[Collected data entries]
::::::::

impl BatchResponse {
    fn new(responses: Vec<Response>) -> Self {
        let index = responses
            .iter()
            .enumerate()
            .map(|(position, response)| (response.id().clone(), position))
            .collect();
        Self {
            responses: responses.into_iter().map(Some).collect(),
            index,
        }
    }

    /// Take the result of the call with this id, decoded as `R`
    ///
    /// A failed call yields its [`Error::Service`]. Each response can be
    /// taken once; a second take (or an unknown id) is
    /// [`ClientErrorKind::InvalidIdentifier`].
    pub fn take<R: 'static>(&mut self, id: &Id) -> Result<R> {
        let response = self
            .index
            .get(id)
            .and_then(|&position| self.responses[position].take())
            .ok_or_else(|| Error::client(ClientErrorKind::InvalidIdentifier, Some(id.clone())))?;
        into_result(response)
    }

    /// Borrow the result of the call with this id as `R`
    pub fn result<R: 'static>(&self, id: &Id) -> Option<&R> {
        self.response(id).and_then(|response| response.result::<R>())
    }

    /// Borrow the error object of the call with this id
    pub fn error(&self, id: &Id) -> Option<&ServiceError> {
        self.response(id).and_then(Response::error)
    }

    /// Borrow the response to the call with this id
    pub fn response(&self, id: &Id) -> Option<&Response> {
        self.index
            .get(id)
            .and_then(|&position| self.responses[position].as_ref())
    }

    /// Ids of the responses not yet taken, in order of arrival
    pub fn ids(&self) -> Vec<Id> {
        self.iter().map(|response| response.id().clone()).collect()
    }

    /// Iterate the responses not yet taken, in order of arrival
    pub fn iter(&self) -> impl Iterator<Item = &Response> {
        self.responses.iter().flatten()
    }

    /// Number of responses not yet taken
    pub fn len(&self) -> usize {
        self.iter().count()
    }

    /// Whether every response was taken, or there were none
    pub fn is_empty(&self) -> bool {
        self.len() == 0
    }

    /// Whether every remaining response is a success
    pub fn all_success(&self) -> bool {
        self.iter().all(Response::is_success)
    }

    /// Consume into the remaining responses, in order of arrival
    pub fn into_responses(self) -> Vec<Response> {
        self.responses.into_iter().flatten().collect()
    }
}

::::::::

> **Work request**: Your task is to restate, word for word, only those lines above that fall between the line holding "response can be" and the line holding "pub fn ids(&self)", inclusive.

> **Exercise solution**:
    /// A failed call yields its [`Error::Service`]. Each response can be
    /// taken once; a second take (or an unknown id) is
    /// [`ClientErrorKind::InvalidIdentifier`].
    pub fn take<R: 'static>(&mut self, id: &Id) -> Result<R> {
        let response = self
            .index
            .get(id)
            .and_then(|&position| self.responses[position].take())
            .ok_or_else(|| Error::client(ClientErrorKind::InvalidIdentifier, Some(id.clone())))?;
        into_result(response)
    }

    /// Borrow the result of the call with this id as `R`
    pub fn result<R: 'static>(&self, id: &Id) -> Option<&R> {
        self.response(id).and_then(|response| response.result::<R>())
    }

    /// Borrow the error object of the call with this id
    pub fn error(&self, id: &Id) -> Option<&ServiceError> {
        self.response(id).and_then(Response::error)
    }

    /// Borrow the response to the call with this id
    pub fn response(&self, id: &Id) -> Option<&Response> {
        self.index
            .get(id)
            .and_then(|&position| self.responses[position].as_ref())
    }

    /// Ids of the responses not yet taken, in order of arrival
    pub fn ids(&self) -> Vec<Id> {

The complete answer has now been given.